Monday, March 20, 2006

One of a Thousand Points of Light

Cynthia McKinney's

political career began in 1986 when her father, state representative Billy McKinney, submitted her name as a write-in candidate for a Georgia State House district. She received approximately 40% of the popular vote, despite the fact that she lived in Jamaica at the time with then-husband Coy Grandison (with whom she had a son, Coy McKinney, now aged sixteen).

In 1988 she ran for the seat herself and won, thus making the McKinneys the first father and daughter to simultaneously serve in the state house.

McKinney immediately challenged House rules requiring women to wear dresses by wearing slacks. In 1991, she spoke out against the bombing of Iraq during the Persian Gulf War, causing many legislators to walk out in protest at her remarks.

...............

McKinney has suffered through an all out smear campaign by the Bush brown shirt media,
yet continues to speak truth to the tyrants in office. She stood after 9/11 and spoke the truth and she continues to stand in her own light and divine right to be here.

Last election people listened and re-elected her to office.

These are just a few of the issues she has taken on and never looked away.

9/11 commission and government secrecy issues

Initially, McKinney was low-key upon her return to Congress. However, on July 22, 2005, McKinney held a congressional briefing on Capitol Hill to address outstanding issues regarding the September 11, 2001 attacks. The day-long briefing featured family members of victims, former intelligence agency officials, noted authors, and other experts who collectively gave a searing indictment of the 9/11 Commission and its recommendations. First to speak were the Jersey Girls, an organization of 9/11 widows who endeavored to see the 9/11 Commission formed, only to conclude that it was "an insult to the intelligence of the American public," as member Lorie Van Auken described it in her opening statement. The four morning panels were meant to address flaws, omissions, and the lack of historical and political analysis in the commission's report. Three afternoon panels critiqued the commission's recommendations in the areas of foreign and domestic policy, and intelligence reform.

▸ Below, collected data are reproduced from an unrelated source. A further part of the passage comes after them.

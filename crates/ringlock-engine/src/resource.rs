//! A single exclusive-access slot shared by two neighbouring agents.
//!
//! Each [`Resource`] carries its own mutex and condition variable, so
//! contention on one slot never serialises operations on another. Waiters
//! block on the condvar; release and close wake all of them and every waiter
//! re-checks the grant condition itself.
//!
//! In fair mode requesters join a FIFO queue and the slot is granted only to
//! the queue head. A waiter that gives up (timeout or close) leaves the queue
//! and wakes the others so the new head can proceed.

use std::collections::VecDeque;
use std::time::{Duration, Instant};

use parking_lot::{Condvar, Mutex};
use ringlock_core::{AgentId, ResourceId, ResourceMisuseError};

/// Result of a single acquisition call on one [`Resource`].
#[derive(Clone, Copy, Debug, PartialEq, Eq)]
pub enum AcquireOutcome {
    /// The caller is now the holder.
    Acquired,
    /// The wait bound elapsed first.
    TimedOut,
    /// The resource was closed by a hard stop.
    Closed,
}

#[derive(Debug, Default)]
struct SlotState {
    holder: Option<AgentId>,
    /// FIFO of waiting agents. Only populated in fair mode.
    queue: VecDeque<AgentId>,
    closed: bool,
}

impl SlotState {
    fn grantable(&self, agent: AgentId, fair: bool) -> bool {
        self.holder.is_none() && (!fair || self.queue.front() == Some(&agent))
    }

    fn leave_queue(&mut self, agent: AgentId) {
        if let Some(pos) = self.queue.iter().position(|&a| a == agent) {
            self.queue.remove(pos);
        }
    }
}

/// One exclusive-access slot at a fixed ring position.
#[derive(Debug)]
pub struct Resource {
    id: ResourceId,
    fair: bool,
    state: Mutex<SlotState>,
    changed: Condvar,
}

// Compile-time assertion: Resource must be Send + Sync.
const _: fn() = || {
    fn assert<T: Send + Sync>() {}
    assert::<Resource>();
};

impl Resource {
    /// Create a free resource.
    pub fn new(id: ResourceId, fair: bool) -> Self {
        Self {
            id,
            fair,
            state: Mutex::new(SlotState::default()),
            changed: Condvar::new(),
        }
    }

    /// Ring position of this resource.
    pub fn id(&self) -> ResourceId {
        self.id
    }

    /// Whether requesters are served first-come-first-served.
    pub fn is_fair(&self) -> bool {
        self.fair
    }

    /// Current holder, if any.
    pub fn holder(&self) -> Option<AgentId> {
        self.state.lock().holder
    }

    /// Number of agents queued for this resource (always 0 when unfair).
    pub fn waiting(&self) -> usize {
        self.state.lock().queue.len()
    }

    /// Whether [`close`](Self::close) has been called.
    pub fn is_closed(&self) -> bool {
        self.state.lock().closed
    }

    /// Block until the resource is granted or closed.
    pub fn acquire(&self, agent: AgentId) -> Result<AcquireOutcome, ResourceMisuseError> {
        self.acquire_until(agent, None)
    }

    /// Wait at most `timeout` for the resource.
    ///
    /// A zero timeout is a non-blocking attempt. A timeout too large to
    /// represent as a deadline waits forever.
    pub fn try_acquire(
        &self,
        agent: AgentId,
        timeout: Duration,
    ) -> Result<AcquireOutcome, ResourceMisuseError> {
        self.acquire_until(agent, Instant::now().checked_add(timeout))
    }

    fn acquire_until(
        &self,
        agent: AgentId,
        deadline: Option<Instant>,
    ) -> Result<AcquireOutcome, ResourceMisuseError> {
        let mut st = self.state.lock();
        if st.holder == Some(agent) {
            return Err(ResourceMisuseError::AlreadyHeld {
                resource: self.id,
                agent,
            });
        }
        if self.fair {
            st.queue.push_back(agent);
        }

        loop {
            if st.closed {
                st.leave_queue(agent);
                return Ok(AcquireOutcome::Closed);
            }
            if st.grantable(agent, self.fair) {
                if self.fair {
                    st.queue.pop_front();
                }
                st.holder = Some(agent);
                return Ok(AcquireOutcome::Acquired);
            }
            match deadline {
                None => self.changed.wait(&mut st),
                Some(deadline) => {
                    if Instant::now() >= deadline {
                        st.leave_queue(agent);
                        if self.fair {
                            // The new queue head may be grantable already.
                            self.changed.notify_all();
                        }
                        return Ok(AcquireOutcome::TimedOut);
                    }
                    self.changed.wait_until(&mut st, deadline);
                }
            }
        }
    }

    /// Give the resource back.
    ///
    /// Fails without changing anything if `agent` is not the holder.
    pub fn release(&self, agent: AgentId) -> Result<(), ResourceMisuseError> {
        let mut st = self.state.lock();
        match st.holder {
            Some(holder) if holder == agent => {
                st.holder = None;
                drop(st);
                self.changed.notify_all();
                Ok(())
            }
            Some(holder) => Err(ResourceMisuseError::HeldByOther {
                resource: self.id,
                agent,
                holder,
            }),
            None => Err(ResourceMisuseError::NotHeld {
                resource: self.id,
                agent,
            }),
        }
    }

    /// Refuse all future grants and wake every waiter with `Closed`.
    ///
    /// The current holder keeps the resource until it releases it.
    pub fn close(&self) {
        self.state.lock().closed = true;
        self.changed.notify_all();
    }
}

An Atlanta Journal-Constitution editorial maintained that the purpose of the event was to discuss whether or not the Bush administration was involved in the 9/11 attacks, and was timed to coincide with the first anniversary of the 9/11 Commission's reports, expressing surprise that McKinney was once again taking on the issue which was widely believed to have been the one that cost her her House seat, yet the Journal-Constitution refused to publish McKinney's reply.

McKinney's interest in 9/11 relates specifically to her opposition to excessive government secrecy. She has submitted to Congress two versions of the same bill, the "MLK Records Act" (one in 2003, the other in 2005,) which, if signed into law, would release all currently sealed files concerning the 1968 assassination of Martin Luther King, Jr.. These records were sealed in 1978 and are not due to be declassified until the year 2038.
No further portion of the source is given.